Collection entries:
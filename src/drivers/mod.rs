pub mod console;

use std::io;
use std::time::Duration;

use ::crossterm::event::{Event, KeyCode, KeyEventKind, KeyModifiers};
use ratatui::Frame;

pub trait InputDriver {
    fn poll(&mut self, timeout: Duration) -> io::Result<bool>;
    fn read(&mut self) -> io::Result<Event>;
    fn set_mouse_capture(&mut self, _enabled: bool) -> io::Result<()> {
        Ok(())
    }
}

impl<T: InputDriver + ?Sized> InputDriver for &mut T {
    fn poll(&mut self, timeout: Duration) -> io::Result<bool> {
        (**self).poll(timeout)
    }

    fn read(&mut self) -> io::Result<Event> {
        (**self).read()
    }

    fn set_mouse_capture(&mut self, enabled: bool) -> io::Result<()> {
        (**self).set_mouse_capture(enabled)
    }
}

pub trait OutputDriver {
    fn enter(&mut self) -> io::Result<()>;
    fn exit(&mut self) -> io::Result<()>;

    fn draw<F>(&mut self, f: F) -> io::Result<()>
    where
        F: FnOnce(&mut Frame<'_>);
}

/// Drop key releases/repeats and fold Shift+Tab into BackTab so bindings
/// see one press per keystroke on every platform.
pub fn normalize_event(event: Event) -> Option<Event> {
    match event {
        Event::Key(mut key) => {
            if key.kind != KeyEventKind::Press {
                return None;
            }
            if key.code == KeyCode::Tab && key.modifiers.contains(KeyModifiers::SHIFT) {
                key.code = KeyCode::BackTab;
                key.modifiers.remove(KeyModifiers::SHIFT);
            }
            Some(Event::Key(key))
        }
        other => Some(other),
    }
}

==

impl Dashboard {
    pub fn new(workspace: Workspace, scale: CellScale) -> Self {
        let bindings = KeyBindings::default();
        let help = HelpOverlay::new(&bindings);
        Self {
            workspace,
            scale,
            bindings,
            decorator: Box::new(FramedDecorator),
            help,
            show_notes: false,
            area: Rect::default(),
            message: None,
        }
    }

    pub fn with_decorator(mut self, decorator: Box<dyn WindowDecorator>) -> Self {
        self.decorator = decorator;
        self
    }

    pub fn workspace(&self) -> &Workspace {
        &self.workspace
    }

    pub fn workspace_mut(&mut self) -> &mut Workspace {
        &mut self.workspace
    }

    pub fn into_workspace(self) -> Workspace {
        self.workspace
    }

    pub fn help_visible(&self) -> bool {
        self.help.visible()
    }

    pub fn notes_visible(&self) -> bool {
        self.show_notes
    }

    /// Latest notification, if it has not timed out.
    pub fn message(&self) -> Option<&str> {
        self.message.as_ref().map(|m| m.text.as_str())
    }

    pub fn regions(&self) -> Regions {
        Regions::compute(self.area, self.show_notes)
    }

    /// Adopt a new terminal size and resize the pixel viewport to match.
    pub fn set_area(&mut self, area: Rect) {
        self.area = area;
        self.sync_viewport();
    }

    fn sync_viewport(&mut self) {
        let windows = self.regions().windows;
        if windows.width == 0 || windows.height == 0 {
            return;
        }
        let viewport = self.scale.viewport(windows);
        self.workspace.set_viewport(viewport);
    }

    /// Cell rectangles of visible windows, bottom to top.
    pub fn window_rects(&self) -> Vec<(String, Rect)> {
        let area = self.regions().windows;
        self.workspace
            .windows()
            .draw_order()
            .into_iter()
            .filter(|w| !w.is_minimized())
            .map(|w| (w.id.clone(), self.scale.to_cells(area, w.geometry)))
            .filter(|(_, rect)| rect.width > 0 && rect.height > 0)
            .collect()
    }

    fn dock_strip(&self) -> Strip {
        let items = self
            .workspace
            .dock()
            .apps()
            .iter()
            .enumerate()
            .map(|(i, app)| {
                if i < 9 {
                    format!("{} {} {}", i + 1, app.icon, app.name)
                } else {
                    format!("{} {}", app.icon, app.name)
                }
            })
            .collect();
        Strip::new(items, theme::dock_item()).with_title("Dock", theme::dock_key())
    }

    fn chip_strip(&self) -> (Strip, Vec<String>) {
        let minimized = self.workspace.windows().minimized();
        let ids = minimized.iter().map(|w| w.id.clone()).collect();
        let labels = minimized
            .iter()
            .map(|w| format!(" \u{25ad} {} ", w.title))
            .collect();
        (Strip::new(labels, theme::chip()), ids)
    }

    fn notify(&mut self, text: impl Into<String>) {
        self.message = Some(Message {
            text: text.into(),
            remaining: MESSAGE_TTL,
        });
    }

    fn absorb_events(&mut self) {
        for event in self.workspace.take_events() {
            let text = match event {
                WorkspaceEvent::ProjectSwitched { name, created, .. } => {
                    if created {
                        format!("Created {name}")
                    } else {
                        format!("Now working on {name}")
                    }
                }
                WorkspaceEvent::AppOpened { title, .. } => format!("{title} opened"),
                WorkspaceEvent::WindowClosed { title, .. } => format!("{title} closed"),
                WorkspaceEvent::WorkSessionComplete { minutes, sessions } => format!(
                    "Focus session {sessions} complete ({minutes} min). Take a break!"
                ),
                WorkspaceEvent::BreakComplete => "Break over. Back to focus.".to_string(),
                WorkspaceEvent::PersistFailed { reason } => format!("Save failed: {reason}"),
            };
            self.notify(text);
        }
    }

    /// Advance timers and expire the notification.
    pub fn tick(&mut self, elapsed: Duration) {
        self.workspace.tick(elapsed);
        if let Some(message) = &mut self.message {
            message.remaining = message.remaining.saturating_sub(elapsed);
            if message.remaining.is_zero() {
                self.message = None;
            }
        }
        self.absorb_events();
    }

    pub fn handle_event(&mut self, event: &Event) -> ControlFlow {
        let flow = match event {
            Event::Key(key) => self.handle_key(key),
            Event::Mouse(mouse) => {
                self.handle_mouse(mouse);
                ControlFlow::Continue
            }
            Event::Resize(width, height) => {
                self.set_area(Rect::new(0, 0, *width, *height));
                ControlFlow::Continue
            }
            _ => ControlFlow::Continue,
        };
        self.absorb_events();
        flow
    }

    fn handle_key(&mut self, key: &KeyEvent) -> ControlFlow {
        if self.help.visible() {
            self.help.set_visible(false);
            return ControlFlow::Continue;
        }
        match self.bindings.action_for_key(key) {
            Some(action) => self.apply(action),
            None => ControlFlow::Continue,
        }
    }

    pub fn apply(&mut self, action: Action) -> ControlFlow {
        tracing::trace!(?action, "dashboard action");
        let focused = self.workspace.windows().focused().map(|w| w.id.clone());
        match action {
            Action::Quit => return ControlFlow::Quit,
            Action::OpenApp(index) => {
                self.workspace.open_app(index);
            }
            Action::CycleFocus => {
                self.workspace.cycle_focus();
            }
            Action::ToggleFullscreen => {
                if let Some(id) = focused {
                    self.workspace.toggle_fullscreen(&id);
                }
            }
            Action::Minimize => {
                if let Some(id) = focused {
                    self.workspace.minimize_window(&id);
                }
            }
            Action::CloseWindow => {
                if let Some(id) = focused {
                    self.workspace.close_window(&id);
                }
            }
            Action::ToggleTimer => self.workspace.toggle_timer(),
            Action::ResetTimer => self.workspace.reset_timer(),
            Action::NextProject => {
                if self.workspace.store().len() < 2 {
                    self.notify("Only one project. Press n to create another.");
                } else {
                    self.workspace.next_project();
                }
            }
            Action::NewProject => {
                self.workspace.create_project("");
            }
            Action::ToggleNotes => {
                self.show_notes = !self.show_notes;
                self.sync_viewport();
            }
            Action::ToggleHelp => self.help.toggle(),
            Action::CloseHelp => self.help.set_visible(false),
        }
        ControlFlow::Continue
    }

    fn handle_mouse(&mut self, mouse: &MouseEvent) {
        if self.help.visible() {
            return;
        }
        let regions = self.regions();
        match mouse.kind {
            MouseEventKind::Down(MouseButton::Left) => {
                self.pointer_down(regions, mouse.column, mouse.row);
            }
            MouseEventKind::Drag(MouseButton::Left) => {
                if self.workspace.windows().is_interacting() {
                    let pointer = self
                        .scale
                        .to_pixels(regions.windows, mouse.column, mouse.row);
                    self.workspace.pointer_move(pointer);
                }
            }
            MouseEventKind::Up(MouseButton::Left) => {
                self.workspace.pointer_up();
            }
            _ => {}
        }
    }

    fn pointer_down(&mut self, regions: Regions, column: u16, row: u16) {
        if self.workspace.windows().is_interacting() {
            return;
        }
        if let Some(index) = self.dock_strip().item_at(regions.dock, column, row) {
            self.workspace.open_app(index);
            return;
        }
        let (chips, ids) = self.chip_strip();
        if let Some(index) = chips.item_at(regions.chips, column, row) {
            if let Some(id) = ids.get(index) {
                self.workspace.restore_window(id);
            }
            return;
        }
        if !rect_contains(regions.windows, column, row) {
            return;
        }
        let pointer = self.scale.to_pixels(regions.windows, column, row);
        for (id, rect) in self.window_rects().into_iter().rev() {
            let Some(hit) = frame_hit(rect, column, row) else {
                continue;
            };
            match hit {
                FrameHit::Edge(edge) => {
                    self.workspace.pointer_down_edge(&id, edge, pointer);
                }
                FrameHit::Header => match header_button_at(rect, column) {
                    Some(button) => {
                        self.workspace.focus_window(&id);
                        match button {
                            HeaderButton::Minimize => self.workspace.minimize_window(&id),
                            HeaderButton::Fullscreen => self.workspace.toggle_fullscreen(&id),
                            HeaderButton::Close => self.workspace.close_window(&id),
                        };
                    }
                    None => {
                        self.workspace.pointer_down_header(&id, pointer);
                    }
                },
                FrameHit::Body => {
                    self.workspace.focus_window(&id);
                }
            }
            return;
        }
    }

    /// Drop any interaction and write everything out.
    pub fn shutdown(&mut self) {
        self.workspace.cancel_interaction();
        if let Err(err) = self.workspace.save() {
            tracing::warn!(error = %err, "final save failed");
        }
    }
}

* _BRIEF_
The total of lines in the data that contain "InputDriver" is all you should give.

* _SOLUTION_
2